Oil traders are skeptical about OPEC efforts to curb production, which stood at a record 33.6 million bpd in September 2016, and around half a million bpd in excess of consumption. Even if the crude output could be reduced, traders are doubtful that the substantial build-up of nearly 5 billion barrels of oil inventories reported by the U.S. Energy Information Administration (EIA) over the past few months can be minimized.
Market watchers believe that while the initial response to the OPEC agreement was positive, details as to how much each country would have to produce to pull up oil prices to sustainable levels and rebalance the market glut have not been provided. Also, OPEC has not provided clarity on when the agreement would come into effect, how compliance with the agreement would be verified, what would be the new output caps for each country, and how long the deal would remain in effect.
Oil prices also fell as it was pressured by a stronger dollar and another increase in the U.S. oil rig count. The dollar posted its best weekly performance in more than seven months against a basket of major currencies, weighing on prices of dollar-denominated commodities such as crude oil.
International Brent crude oil futures closed at $52.00, down 0.06%, on October 14th, 2016.
OPEC also plans to ask other major producers, including Russia, to join its efforts in cutting output and hopes to provide other major details at its next meeting in Vienna on November 30th, 2016.
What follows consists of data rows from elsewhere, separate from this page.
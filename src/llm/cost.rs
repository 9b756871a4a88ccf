//! Cost accounting for batch enrichment runs.
//!
//! Two concerns: pricing completed responses from their reported usage, and
//! projecting a rough cost before a batch is submitted so dry runs can show
//! what a submission would spend.

/// Dollars per million input tokens, with the batch discount applied.
const BATCH_INPUT_PER_MTOK: f64 = 0.40;

/// Dollars per million output tokens, with the batch discount applied.
const BATCH_OUTPUT_PER_MTOK: f64 = 2.00;

/// Flat price per hosted web search.
const WEB_SEARCH_COST_USD: f64 = 0.01;

/// Typical token spend per request, used only for pre-submission estimates.
const EST_TOKENS_PER_REQUEST_USD: f64 = 0.0025;

/// Cost of one completed response, from its reported usage.
pub fn result_cost_usd(input_tokens: u64, output_tokens: u64, web_searches: u64) -> f64 {
    let token_cost = (input_tokens as f64 * BATCH_INPUT_PER_MTOK
        + output_tokens as f64 * BATCH_OUTPUT_PER_MTOK)
        / 1_000_000.0;
    token_cost + web_searches as f64 * WEB_SEARCH_COST_USD
}

/// Round a dollar amount to the 6 decimal places stored with each brief.
pub fn round_to_micros(cost_usd: f64) -> f64 {
    (cost_usd * 1_000_000.0).round() / 1_000_000.0
}

/// Rough cost projection for a submission, shown before any money is spent.
#[derive(Debug, Clone, Copy, PartialEq)]
pub struct CostEstimate {
    /// Projected web-search spend.
    pub web_search_usd: f64,
    /// Projected token spend.
    pub tokens_usd: f64,
}

impl CostEstimate {
    /// Estimate for a batch of `count` requests, assuming one web search
    /// and typical token usage each.
    pub fn for_requests(count: usize) -> Self {
        Self {
            web_search_usd: count as f64 * WEB_SEARCH_COST_USD,
            tokens_usd: count as f64 * EST_TOKENS_PER_REQUEST_USD,
        }
    }

    /// Combined projection.
    pub fn total_usd(&self) -> f64 {
        self.web_search_usd + self.tokens_usd
    }
}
U.S. crude closes the week up 1.1%
On the other hand, U.S. crude oil prices edged up on the back of struggling domestic output and tightening fuel supplies, ending the week up 1.1%. After falling below $50 a barrel on Thursday, October 13th, 2016, U.S. West Texas Intermediate (WTI) crude futures inched up to $50.32 on October 14th, 2016. U.S. oil prices rose overnight despite rising stockpiles in the U.S., as fuel supplies in the U.S. fell to the lowest level so far in 2016. The EIA reported a drop of 3.7 million barrels for distillates, which include diesel and heating oil, and a 1.9-million barrel decline for gasoline.
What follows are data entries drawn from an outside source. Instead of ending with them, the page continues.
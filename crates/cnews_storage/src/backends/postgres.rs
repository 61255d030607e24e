use async_trait::async_trait;
use cnews_core::{Error, InsertOutcome, NewsStore, Result, TransformedArticle};
use sqlx::postgres::PgPool;

const SCHEMA: &str = r#"
    CREATE TABLE IF NOT EXISTS yahoo_news (
        date TIMESTAMPTZ NOT NULL,
        title TEXT NOT NULL,
        link TEXT,
        content TEXT,
        preprocessed_content TEXT,
        sentiment TEXT,
        PRIMARY KEY (date, title)
    )
"#;

/// Postgres-backed store. Connection parameters come from the `DB_SERVER`,
/// `DB_NAME`, `DB_USER` and `DB_PASSWORD` environment variables.
pub struct PostgresStore {
    pool: PgPool,
}

impl PostgresStore {
    pub async fn from_env() -> Result<Self> {
        let server = env_var("DB_SERVER")?;
        let database = env_var("DB_NAME")?;
        let user = env_var("DB_USER")?;
        let password = env_var("DB_PASSWORD")?;

        let url = format!("postgres://{}:{}@{}/{}", user, password, server, database);
        Self::new_with_url(&url).await
    }

    pub async fn new_with_url(url: &str) -> Result<Self> {
        let pool = PgPool::connect(url)
            .await
            .map_err(|e| Error::Database(format!("failed to connect to database: {}", e)))?;

        sqlx::query(SCHEMA)
            .execute(&pool)
            .await
            .map_err(|e| Error::Database(format!("failed to create table: {}", e)))?;

        Ok(Self { pool })
    }
}

fn env_var(name: &str) -> Result<String> {
    std::env::var(name).map_err(|_| Error::Database(format!("{} is not set", name)))
}

#[async_trait]
impl NewsStore for PostgresStore {
    async fn insert_article(&self, article: &TransformedArticle) -> Result<InsertOutcome> {
        let result = sqlx::query(
            r#"
            INSERT INTO yahoo_news
            (date, title, link, content, preprocessed_content, sentiment)
            VALUES ($1, $2, $3, $4, $5, $6)
            "#,
        )
        .bind(article.date)
        .bind(&article.title)
        .bind(&article.link)
        .bind(&article.content)
        .bind(&article.preprocessed_content)
        .bind(&article.sentiment)
        .execute(&self.pool)
        .await;

        match result {
            Ok(_) => Ok(InsertOutcome::Inserted),
            Err(sqlx::Error::Database(e)) if e.is_unique_violation() => {
                Ok(InsertOutcome::Duplicate)
            }
            Err(e) => Err(Error::Database(format!("failed to insert article: {}", e))),
        }
    }

    async fn close(&self) {
        self.pool.close().await;
    }
}
pub mod yahoo;

pub use yahoo::YahooNewsScraper;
Meanwhile, U.S. crude inventories swelled by 4.9 million barrels in the week to October 7th, 2016, to 474 million barrels, following five consecutive weeks of drawdowns. U.S. crude’s structure gained support from the extended outage of a pipeline capable of delivering 450,000 barrels per day of crude into Cushing, Oklahoma.
Meanwhile, Baker Hughes data showed that U.S. drillers added 4 oil rigs, bringing the total number of oil rigs operating in U.S. fields to 432 as of October 14th, 2016, compared to 595 in the year-ago period. This marks the 15th straight increase in rig counts in the last 16 weeks.
Both Brent and WTI are expected to continue their upward momentum over the next few days, despite the U.S. government reporting the first domestic crude inventory build in six weeks. Market participants expect larger-than-expected drawdowns in diesel, gasoline and other stockpiles reported by the EIA.